Quality Improvement Organization (QIO) Denials

Published 01/10/2019

QIOs are private, mostly not-for-profit organizations, which focus on health care quality assessment services. They are trained to review medical care and help beneficiaries with complaints about the quality of care and to implement improvements in the quality of care available throughout the spectrum of care.

Providers dissatisfied with the initial denial determination from the Quality Improvement Organization (QIO) involving medical necessity, reasonableness of services and appropriateness of setting are entitled to reconsideration. A beneficiary, provider or practitioner (including a practitioner who does not accept assignment) may request reconsideration regardless of whether there is a dollar amount in controversy. Any appeals or reconsideration requests relative to a QIO denial must be sent to the QIO that initiated the denial.

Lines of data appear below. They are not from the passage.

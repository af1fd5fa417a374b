//! Caller side of the runner protocol: launch one runner process per
//! candidate, enforce a wall-clock budget and decode its output line.

use std::io::Write;
use std::path::PathBuf;
use std::process::Stdio;
use std::time::{Duration, Instant};

use serde::{Deserialize, Serialize};
use tokio::io::AsyncWriteExt;
use tokio::process::Command;
use tracing::debug;

use super::error::{SandboxError, SandboxResult, Stage};
use super::protocol::{ExecutionResult, RunnerKind};
use crate::metrics::METRICS;
use crate::obs;

/// Configuration for supervised runner launches.
#[derive(Debug, Clone, Serialize, Deserialize, PartialEq)]
#[serde(default)]
pub struct SupervisorConfig {
    /// Wall-clock budget for one runner process (milliseconds).
    pub timeout_ms: u64,
}

impl Default for SupervisorConfig {
    fn default() -> Self {
        Self { timeout_ms: 3_000 }
    }
}

/// A runner executable and the protocol it speaks.
#[derive(Debug, Clone, PartialEq, Eq)]
pub struct RunnerBinary {
    pub kind: RunnerKind,
    pub path: PathBuf,
}

impl RunnerBinary {
    pub fn new(kind: RunnerKind, path: impl Into<PathBuf>) -> Self {
        Self {
            kind,
            path: path.into(),
        }
    }

    /// The runner installed next to the current executable.
    pub fn sibling(kind: RunnerKind) -> SandboxResult<Self> {
        let exe = std::env::current_exe()?;
        let dir = exe
            .parent()
            .ok_or_else(|| SandboxError::Spawn("current executable has no parent".into()))?;
        let mut path = dir.join(kind.binary_name());
        if cfg!(windows) {
            path.set_extension("exe");
        }
        Ok(Self::new(kind, path))
    }
}

/// What came back from one supervised runner process.
#[derive(Debug, Clone, PartialEq)]
pub struct RunnerOutcome {
    pub result: ExecutionResult,
    /// Wall-clock time from spawn to exit.
    pub duration_ms: u64,
    /// Exit status; `None` when the process was killed by a signal.
    pub exit_code: Option<i32>,
}

#[cfg(unix)]
fn terminating_signal(status: &std::process::ExitStatus) -> Option<i32> {
    use std::os::unix::process::ExitStatusExt;
    status.signal()
}

#[cfg(not(unix))]
fn terminating_signal(_status: &std::process::ExitStatus) -> Option<i32> {
    None
}

fn write_program(source: &str) -> SandboxResult<tempfile::NamedTempFile> {
    let mut file = tempfile::Builder::new()
        .prefix("codeworld-")
        .suffix(".cw")
        .tempfile()?;
    file.write_all(source.as_bytes())?;
    file.flush()?;
    Ok(file)
}

/// Run `source` under `runner`, feeding it `payload` on stdin.
///
/// The process is killed when the wall-clock budget runs out. No retries.
pub async fn launch(
    runner: &RunnerBinary,
    source: &str,
    payload: &serde_json::Value,
    config: &SupervisorConfig,
) -> SandboxResult<RunnerOutcome> {
    let program = write_program(source)?;
    let body = serde_json::to_vec(payload)
        .map_err(|e| SandboxError::Protocol(format!("cannot encode payload: {e}")))?;

    let start = Instant::now();
    let mut child = Command::new(&runner.path)
        .arg(program.path())
        .stdin(Stdio::piped())
        .stdout(Stdio::piped())
        .stderr(Stdio::piped())
        .kill_on_drop(true)
        .spawn()
        .map_err(|e| SandboxError::Spawn(format!("{}: {e}", runner.path.display())))?;
    METRICS.inc_runner_launches();

    let stdin = child.stdin.take();
    let run = async move {
        if let Some(mut stdin) = stdin {
            // A runner that exits before reading (usage error) closes the pipe.
            if let Err(e) = stdin.write_all(&body).await {
                if e.kind() != std::io::ErrorKind::BrokenPipe {
                    return Err(e);
                }
            }
        }
        child.wait_with_output().await
    };

    let limit = Duration::from_millis(config.timeout_ms);
    let output = match tokio::time::timeout(limit, run).await {
        Ok(output) => output?,
        Err(_) => {
            let elapsed_ms = start.elapsed().as_millis() as u64;
            METRICS.inc_runner_timeouts();
            obs::emit_runner_timed_out(runner.kind.binary_name(), elapsed_ms, config.timeout_ms);
            return Err(SandboxError::Timeout {
                elapsed_ms,
                limit_ms: config.timeout_ms,
            });
        }
    };
    let duration_ms = start.elapsed().as_millis() as u64;
    drop(program);

    let stderr = String::from_utf8_lossy(&output.stderr);
    if !stderr.trim().is_empty() {
        debug!(runner = runner.kind.binary_name(), stderr = %stderr.trim(), "runner stderr");
    }

    let exit_code = output.status.code();
    let result = match (exit_code, terminating_signal(&output.status)) {
        (None, Some(signal)) => {
            ExecutionResult::failure(Stage::Invocation, format!("terminated by signal {signal}"))
        }
        (code, _) => {
            let stdout = String::from_utf8_lossy(&output.stdout);
            let line = stdout
                .lines()
                .rev()
                .find(|l| !l.trim().is_empty())
                .ok_or_else(|| SandboxError::Protocol("runner produced no output".into()))?;
            runner.kind.decode(line, code.unwrap_or(-1))?
        }
    };

    obs::emit_runner_finished(
        runner.kind.binary_name(),
        duration_ms,
        exit_code,
        result.is_success(),
    );
    Ok(RunnerOutcome {
        result,
        duration_ms,
        exit_code,
    })
}

#[cfg(test)]
mod tests {
    use super::*;

    #[test]
    fn test_supervisor_config_default() {
        assert_eq!(SupervisorConfig::default().timeout_ms, 3_000);
    }

    #[test]
    fn test_supervisor_config_serde_roundtrip() {
        let cfg = SupervisorConfig { timeout_ms: 750 };
        let json = serde_json::to_string(&cfg).expect("serialize");
        let back: SupervisorConfig = serde_json::from_str(&json).expect("deserialize");
        assert_eq!(cfg, back);
        let empty: SupervisorConfig = serde_json::from_str("{}").expect("deserialize");
        assert_eq!(empty, SupervisorConfig::default());
    }

    #[tokio::test]
    async fn test_missing_binary_is_spawn_error() {
        let runner = RunnerBinary::new(RunnerKind::Strategy, "/nonexistent/strategy-runner");
        let err = launch(&runner, "", &serde_json::json!({}), &SupervisorConfig::default())
            .await
            .unwrap_err();
        assert!(matches!(err, SandboxError::Spawn(_)), "{err}");
    }

    // The tests below use `/bin/sh` as a stand-in runner: the "program" file
    // is a shell script, which is enough to exercise process handling.
    #[cfg(unix)]
    mod shell {
        use super::*;
        use serde_json::json;

        fn sh(kind: RunnerKind) -> RunnerBinary {
            RunnerBinary::new(kind, "/bin/sh")
        }

        #[tokio::test]
        async fn test_payload_reaches_stdin_and_result_decodes() {
            let payload = json!({"result": [1, 2], "loc": 4});
            let outcome = launch(
                &sh(RunnerKind::Strategy),
                "cat\n",
                &payload,
                &SupervisorConfig::default(),
            )
            .await
            .expect("launch failed");
            assert_eq!(outcome.exit_code, Some(0));
            assert_eq!(
                outcome.result,
                ExecutionResult::Success {
                    value: json!([1, 2]),
                    loc: 4
                }
            );
        }

        #[tokio::test]
        async fn test_stage_failure_decodes() {
            let src = "echo '{\"error\": \"encoding_failed: not JSON serializable\"}'\nexit 1\n";
            let outcome = launch(
                &sh(RunnerKind::Strategy),
                src,
                &json!({}),
                &SupervisorConfig::default(),
            )
            .await
            .expect("launch failed");
            assert_eq!(
                outcome.result,
                ExecutionResult::failure(Stage::Encoding, "not JSON serializable")
            );
        }

        #[tokio::test]
        async fn test_wall_clock_budget_kills_runner() {
            let cfg = SupervisorConfig { timeout_ms: 200 };
            let err = launch(&sh(RunnerKind::Strategy), "sleep 5\n", &json!({}), &cfg)
                .await
                .unwrap_err();
            assert!(
                matches!(err, SandboxError::Timeout { limit_ms: 200, .. }),
                "{err}"
            );
        }

        #[tokio::test]
        async fn test_signal_death_is_invocation_failure() {
            let outcome = launch(
                &sh(RunnerKind::Scoring),
                "kill -9 $$\n",
                &json!({}),
                &SupervisorConfig::default(),
            )
            .await
            .expect("launch failed");
            assert_eq!(outcome.exit_code, None);
            assert_eq!(
                outcome.result,
                ExecutionResult::failure(Stage::Invocation, "terminated by signal 9")
            );
        }

        #[tokio::test]
        async fn test_invalid_payload_exit_status() {
            let src = "echo '{\"error\": \"invalid_payload: expected value\"}'\nexit 2\n";
            let err = launch(
                &sh(RunnerKind::Strategy),
                src,
                &json!({}),
                &SupervisorConfig::default(),
            )
            .await
            .unwrap_err();
            assert!(matches!(err, SandboxError::PayloadInvalid(_)), "{err}");
        }

        #[tokio::test]
        async fn test_silent_runner_is_protocol_error() {
            let err = launch(
                &sh(RunnerKind::Strategy),
                "exit 0\n",
                &json!({}),
                &SupervisorConfig::default(),
            )
            .await
            .unwrap_err();
            assert!(matches!(err, SandboxError::Protocol(_)), "{err}");
        }
    }
}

Note: QIO's no longer review excluded services for Medicare Administrative Contractors (MACs).

Please reference the "Quality Improvement Organization Manual" (PDF, 621 KB) section(s): 7015–7050, 7400–7430 and 7560–7580 on the CMS website.

If you receive the following notices on your remittance advice and you disagree with the denial, you must appeal to the QIO that initiated the denial. These requests should not come to Palmetto GBA.

Fiscal Intermediary Shared System (FISS) reason code examples and narratives:

30801: The services were not covered because the services are either excluded from coverage under the Medicare program or that not all the criteria needed to justify the excluded service was met or documented.

30806: PRO Denial — Medical record not provided for review.

Reference:

For information on Short Hospital Stay Reviews conducted by the QIO, please refer to the article titled "Beneficiary and Family Centered Care Quality Improvement Organizations (QIO) Two-Midnight (2M<) Short Stay Review (SSR) Determinations" for JJ Part A and JM Part A.